• What the task requires: Check the entries below and say how many lines include the word "value". No other text is wanted.

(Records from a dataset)
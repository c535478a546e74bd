use super::buffer::Buffer;
use super::timers::{self, Timers};
use crate::config::types::BatchUploaderConfig;
use crate::network::UploadError;
use crate::reachability::Reachability;
use crate::storage::{BatchStorage, DateType};
use chrono::{DateTime, Utc};
use futures::future::BoxFuture;
use serde::de::DeserializeOwned;
use serde::Serialize;
use std::fmt::Debug;
use std::sync::{Arc, Mutex};
use std::time::Duration;
use tokio::sync::{mpsc, oneshot};
use tokio::time::Instant;
use tracing::{error, info, warn};
use uuid::Uuid;

/// Called on every record tick; `None` skips the tick.
pub type RecordProducer<R> = Box<dyn FnMut() -> Option<R> + Send + Sync>;

/// Builds the operation that uploads one archived buffer.
pub type UploadRequest<R> =
    Arc<dyn Fn(Buffer<R>) -> BoxFuture<'static, Result<(), UploadError>> + Send + Sync>;

const COMMAND_CHANNEL_SIZE: usize = 256;

macro_rules! step {
    ($task:expr, $($arg:tt)+) => {
        if $task.config.enable_debug_log {
            tracing::debug!(uploader = %$task.config.identifier, $($arg)+);
        }
    };
}

/// Snapshot of an uploader's in-memory scheduling state.
#[derive(Debug, Clone, PartialEq, Eq)]
pub struct UploaderStatus {
    pub running: bool,
    pub record_interval: Duration,
    pub record_timer_armed: bool,
    pub upload_timer_armed: bool,
    pub retry_timer_armed: bool,
    pub upload_in_flight: bool,
    pub current_records: usize,
    pub archived_buffers: usize,
}

enum Command<R> {
    AddRecord(R, oneshot::Sender<()>),
    SetRecordInterval(Duration, oneshot::Sender<()>),
    Status(oneshot::Sender<UploaderStatus>),
}

struct UploadCompletion {
    buffer_id: Uuid,
    result: Result<(), UploadError>,
}

/// Captures records on a fixed cadence, archives them into buffers and
/// uploads archived buffers oldest-first, retrying on failure.
///
/// Scheduling survives restarts: every armed timer has its due-date persisted
/// in [`BatchStorage`], and [`BatchUploader::setup`] restores the timers from
/// those dates before anything else happens.
///
/// All state lives in a single task spawned by `setup`. Calls made before
/// `setup` are queued and applied once the task starts.
pub struct BatchUploader<R> {
    config: Arc<BatchUploaderConfig>,
    storage: Arc<dyn BatchStorage>,
    reachability: Arc<dyn Reachability>,
    commands: mpsc::Sender<Command<R>>,
    pending_commands: Mutex<Option<mpsc::Receiver<Command<R>>>>,
}

impl<R> BatchUploader<R>
where
    R: Serialize + DeserializeOwned + Debug + Send + 'static,
{
    pub fn new(
        config: BatchUploaderConfig,
        storage: Arc<dyn BatchStorage>,
        reachability: Arc<dyn Reachability>,
    ) -> Self {
        let (commands, rx) = mpsc::channel(COMMAND_CHANNEL_SIZE);
        Self {
            config: Arc::new(config),
            storage,
            reachability,
            commands,
            pending_commands: Mutex::new(Some(rx)),
        }
    }

    pub fn identifier(&self) -> &str {
        &self.config.identifier
    }

    pub fn setup_completed(&self) -> bool {
        self.pending_commands
            .lock()
            .map(|pending| pending.is_none())
            .unwrap_or(true)
    }

    /// Wire the record producer and upload request, restore persisted timers
    /// and start the uploader task. Only the first call has any effect;
    /// returns whether this call performed the setup.
    ///
    /// Must be called from within a tokio runtime.
    pub fn setup<P, U>(&self, get_record: P, upload_request: U) -> bool
    where
        P: FnMut() -> Option<R> + Send + Sync + 'static,
        U: Fn(Buffer<R>) -> BoxFuture<'static, Result<(), UploadError>> + Send + Sync + 'static,
    {
        let receiver = match self.pending_commands.lock() {
            Ok(mut pending) => pending.take(),
            Err(_) => None,
        };

        let Some(commands) = receiver else {
            tracing::debug!(uploader = %self.config.identifier, "Setup already completed");
            return false;
        };

        let (completions_tx, completions_rx) = mpsc::unbounded_channel();
        let task = UploaderTask {
            config: Arc::clone(&self.config),
            storage: Arc::clone(&self.storage),
            reachability: Arc::clone(&self.reachability),
            get_record: Box::new(get_record),
            upload_request: Arc::new(upload_request),
            timers: Timers::default(),
            upload_in_flight: None,
            completions_tx,
        };

        info!(uploader = %self.config.identifier, "Starting batch uploader");
        tokio::spawn(task.run(commands, completions_rx));
        true
    }

    /// Append a record to the current buffer. Ignored while the uploader is
    /// disabled (record interval of zero). Without an upload interval the
    /// buffer is archived and uploaded right away.
    pub async fn add_record(&self, record: R) {
        let (done_tx, done_rx) = oneshot::channel();
        self.send(Command::AddRecord(record, done_tx), done_rx).await;
    }

    /// Persist a new record interval. A positive interval reschedules the
    /// record timer (and starts the upload timer if none is armed); zero
    /// disables the uploader, tearing down every timer and discarding all
    /// buffered records.
    pub async fn set_record_interval(&self, interval: Duration) {
        let (done_tx, done_rx) = oneshot::channel();
        self.send(Command::SetRecordInterval(interval, done_tx), done_rx)
            .await;
    }

    /// Current scheduling state, or `None` before `setup`.
    pub async fn status(&self) -> Option<UploaderStatus> {
        if !self.setup_completed() {
            return None;
        }
        let (tx, rx) = oneshot::channel();
        self.commands.send(Command::Status(tx)).await.ok()?;
        rx.await.ok()
    }

    /// Queue a command. Once the task is running, also wait until it has been
    /// applied.
    async fn send<T>(&self, command: Command<R>, done: oneshot::Receiver<T>) {
        let running = self.setup_completed();
        if self.commands.send(command).await.is_err() {
            warn!(uploader = %self.config.identifier, "Uploader task has stopped");
            return;
        }
        if running {
            let _ = done.await;
        }
    }
}
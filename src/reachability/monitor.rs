use super::Reachability;
use tokio::sync::watch;

/// Shared reachability state fed by a poller (or by tests).
#[derive(Debug)]
pub struct ReachabilityMonitor {
    tx: watch::Sender<bool>,
}

impl ReachabilityMonitor {
    pub fn new(initially_reachable: bool) -> Self {
        let (tx, _rx) = watch::channel(initially_reachable);
        Self { tx }
    }

    /// Publish a new reachability value. Subscribers are only woken when the
    /// value actually changes.
    pub fn set_reachable(&self, reachable: bool) {
        let changed = self.tx.send_if_modified(|current| {
            if *current == reachable {
                false
            } else {
                *current = reachable;
                true
            }
        });

        if changed {
            tracing::info!(reachable = reachable, "Reachability changed");
        }
    }
}

impl Default for ReachabilityMonitor {
    fn default() -> Self {
        Self::new(true)
    }
}

impl Reachability for ReachabilityMonitor {
    fn is_currently_reachable(&self) -> bool {
        *self.tx.borrow()
    }

    fn subscribe(&self) -> watch::Receiver<bool> {
        self.tx.subscribe()
    }
}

• Written response: 2